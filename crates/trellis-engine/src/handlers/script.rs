//! The `execute_code` operation: a sandboxed script whose return value
//! becomes the node output.

use super::{parse_options, EngineServices, OperationHandler};
use crate::error::EngineError;
use async_trait::async_trait;
use serde::Deserialize;
use serde_json::Value;
use std::time::Duration;
use tracing::debug;
use trellis_core::{ExecutionContext, OperationType};

#[derive(Debug, Deserialize)]
struct ExecuteCodeOptions {
    code: String,
    #[serde(default)]
    packages: Vec<String>,
    #[serde(default)]
    timeout_ms: Option<u64>,
}

/// `execute_code`: run a user script in the sandbox
pub struct ExecuteCodeHandler;

#[async_trait]
impl OperationHandler for ExecuteCodeHandler {
    fn operation_type(&self) -> OperationType {
        OperationType::ExecuteCode
    }

    fn raw_option_fields(&self) -> &'static [&'static str] {
        // Script bodies own their braces; the sandbox binds context
        // variables itself
        &["code"]
    }

    async fn execute(
        &self,
        options: &Value,
        ctx: &ExecutionContext,
        services: &EngineServices,
    ) -> Result<Value, EngineError> {
        let opts: ExecuteCodeOptions = parse_options(options)?;
        let timeout = opts.timeout_ms.map(Duration::from_millis);
        let outcome = services
            .code
            .execute(&opts.code, &opts.packages, ctx, timeout)
            .await?;
        for line in &outcome.logs {
            debug!(script_log = %line, "Code step log");
        }
        Ok(outcome.value)
    }
}
//! Shared types, errors, and configuration for the committee ledger.
//!
//! This crate provides common types used across all other crates:
//! - Calendar month and currency rounding types
//! - Transaction identifiers
//! - Application-wide error types
//! - Configuration management

pub mod config;
pub mod error;
pub mod types;

pub use config::AppConfig;
pub use error::{AppError, AppResult};
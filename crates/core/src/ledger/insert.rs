//! Transaction entry: draft validation and insertion into a month set.

use chrono::NaiveDate;
use committee_shared::types::money::{has_currency_precision, parse_amount, MAX_TRANSACTION_AMOUNT};
use committee_shared::types::{Month, TransactionId};
use rust_decimal::Decimal;
use serde::{Deserialize, Serialize};

use super::error::LedgerError;
use super::reconcile::reconcile;
use super::types::{AccountType, MonthlyLedger, Transaction};

/// A transaction as typed into the entry form, before validation.
#[derive(Debug, Clone, Default, PartialEq, Eq, Serialize, Deserialize)]
#[serde(rename_all = "camelCase")]
pub struct TransactionDraft {
    /// Booking date.
    pub date: Option<NaiveDate>,
    /// Category label.
    pub category: Option<String>,
    /// Free text.
    #[serde(default)]
    pub description: String,
    /// Amount as entered, e.g. `"-12.50"` or `"$1,200"`.
    pub amount: Option<String>,
}

impl TransactionDraft {
    /// Validates the draft for `month` and turns it into a transaction with a
    /// fresh identifier.
    ///
    /// # Errors
    ///
    /// Returns an error if a required field is missing, the date lies outside
    /// `month`, or the amount is not a currency value within range.
    pub fn validate(&self, month: Month) -> Result<Transaction, LedgerError> {
        let date = self.date.ok_or(LedgerError::MissingField("date"))?;
        if !month.contains(date) {
            return Err(LedgerError::DateOutsideMonth { date, month });
        }

        let category = self
            .category
            .as_deref()
            .map(str::trim)
            .filter(|c| !c.is_empty())
            .ok_or(LedgerError::MissingField("category"))?;

        let raw_amount = self
            .amount
            .as_deref()
            .filter(|a| !a.trim().is_empty())
            .ok_or(LedgerError::MissingField("amount"))?;
        let amount = validate_amount(raw_amount)?;

        Ok(Transaction {
            id: TransactionId::new(),
            date,
            category: category.to_string(),
            description: self.description.trim().to_string(),
            amount,
            running_balance: Decimal::ZERO,
        })
    }
}

/// Parses and range-checks an entered amount.
///
/// # Errors
///
/// Returns [`LedgerError::InvalidAmount`] for unparseable values or values
/// with more than two decimal places, and [`LedgerError::AmountOutOfRange`]
/// beyond the accepted magnitude.
pub fn validate_amount(raw: &str) -> Result<Decimal, LedgerError> {
    let amount = parse_amount(raw).ok_or_else(|| LedgerError::InvalidAmount(raw.to_string()))?;
    if !has_currency_precision(amount) {
        return Err(LedgerError::InvalidAmount(raw.to_string()));
    }
    if amount.abs() > MAX_TRANSACTION_AMOUNT {
        return Err(LedgerError::AmountOutOfRange(amount));
    }
    Ok(amount.normalize())
}

/// Adds a validated transaction to `month` and re-reconciles the whole set.
///
/// The month is materialized if the set has no ledger for it; adding to the
/// synthetic current-month placeholder makes it a real ledger. A month
/// materialized before every existing month takes over their seed opening
/// balance.
///
/// # Errors
///
/// Returns [`LedgerError::DateOutsideMonth`] if the transaction does not
/// belong to `month`, or any precondition error from [`reconcile`].
pub fn add_transaction(
    mut ledgers: Vec<MonthlyLedger>,
    ledger_type: AccountType,
    month: Month,
    transaction: Transaction,
    current_month: Month,
) -> Result<Vec<MonthlyLedger>, LedgerError> {
    if !month.contains(transaction.date) {
        return Err(LedgerError::DateOutsideMonth {
            date: transaction.date,
            month,
        });
    }

    match ledgers.iter_mut().find(|l| l.month == month) {
        Some(ledger) => {
            ledger.synthetic = false;
            ledger.transactions.push(transaction);
        }
        None => {
            let opening = match ledgers.iter().min_by_key(|l| l.month) {
                Some(earliest) if earliest.month > month => earliest.opening_balance,
                _ => Decimal::ZERO,
            };
            let mut ledger = MonthlyLedger::new(ledger_type, month, opening);
            ledger.transactions.push(transaction);
            ledgers.push(ledger);
        }
    }

    reconcile(ledgers, ledger_type, current_month)
}
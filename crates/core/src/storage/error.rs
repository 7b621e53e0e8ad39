//! Storage error types.

use thiserror::Error;

/// Ledger store errors.
#[derive(Debug, Clone, PartialEq, Eq, Error)]
pub enum StorageError {
    /// Blob not found in storage.
    #[error("not found: {key}")]
    NotFound {
        /// Storage key that was not found.
        key: String,
    },

    /// Storage provider configuration error.
    #[error("storage configuration error: {0}")]
    Configuration(String),

    /// OpenDAL operation error.
    #[error("storage operation failed: {0}")]
    Operation(String),

    /// Stored or received content is not valid ledger JSON.
    #[error("invalid ledger format: {0}")]
    Serialization(String),

    /// Invalid storage key or a ledger filed under the wrong key.
    #[error("invalid storage key: {0}")]
    InvalidKey(String),

    /// The remote store rejected the caller's credentials.
    #[error("unauthorized: {0}")]
    Unauthorized(String),

    /// The remote store answered with an error status.
    #[error("remote store returned {status}: {message}")]
    Remote {
        /// HTTP status code.
        status: u16,
        /// Error message from the response body.
        message: String,
    },
}

impl StorageError {
    /// Create a not found error.
    #[must_use]
    pub fn not_found(key: impl Into<String>) -> Self {
        Self::NotFound { key: key.into() }
    }

    /// Create a configuration error.
    #[must_use]
    pub fn configuration(msg: impl Into<String>) -> Self {
        Self::Configuration(msg.into())
    }

    /// Create an operation error.
    #[must_use]
    pub fn operation(msg: impl Into<String>) -> Self {
        Self::Operation(msg.into())
    }

    /// Returns the error code for API responses.
    #[must_use]
    pub fn error_code(&self) -> &'static str {
        match self {
            Self::NotFound { .. } => "NOT_FOUND",
            Self::Configuration(_) => "STORAGE_CONFIGURATION_ERROR",
            Self::Operation(_) => "STORAGE_ERROR",
            Self::Serialization(_) => "INVALID_LEDGER_FORMAT",
            Self::InvalidKey(_) => "INVALID_STORAGE_KEY",
            Self::Unauthorized(_) => "UNAUTHORIZED",
            Self::Remote { .. } => "REMOTE_STORE_ERROR",
        }
    }

    /// Returns the HTTP status code for this error.
    #[must_use]
    pub fn status_code(&self) -> u16 {
        match self {
            Self::NotFound { .. } => 404,
            Self::Serialization(_) | Self::InvalidKey(_) => 400,
            Self::Unauthorized(_) => 401,
            Self::Remote { status, .. } => *status,
            Self::Configuration(_) | Self::Operation(_) => 500,
        }
    }
}

impl From<opendal::Error> for StorageError {
    fn from(err: opendal::Error) -> Self {
        match err.kind() {
            opendal::ErrorKind::NotFound => Self::NotFound {
                key: err.to_string(),
            },
            opendal::ErrorKind::ConfigInvalid => Self::Configuration(err.to_string()),
            _ => Self::Operation(err.to_string()),
        }
    }
}

impl From<serde_json::Error> for StorageError {
    fn from(err: serde_json::Error) -> Self {
        Self::Serialization(err.to_string())
    }
}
- - - - - - -
■ Brief
The answer consists solely of the lines from the one containing "Self::Configuration(_) | Self::Operation(_)" through the last line of the data above, reproduced exactly.

■ Exercise solution
            Self::Configuration(_) | Self::Operation(_) => 500,
        }
    }
}

impl From<opendal::Error> for StorageError {
    fn from(err: opendal::Error) -> Self {
        match err.kind() {
            opendal::ErrorKind::NotFound => Self::NotFound {
                key: err.to_string(),
            },
            opendal::ErrorKind::ConfigInvalid => Self::Configuration(err.to_string()),
            _ => Self::Operation(err.to_string()),
        }
    }
}

impl From<serde_json::Error> for StorageError {
    fn from(err: serde_json::Error) -> Self {
        Self::Serialization(err.to_string())
    }
}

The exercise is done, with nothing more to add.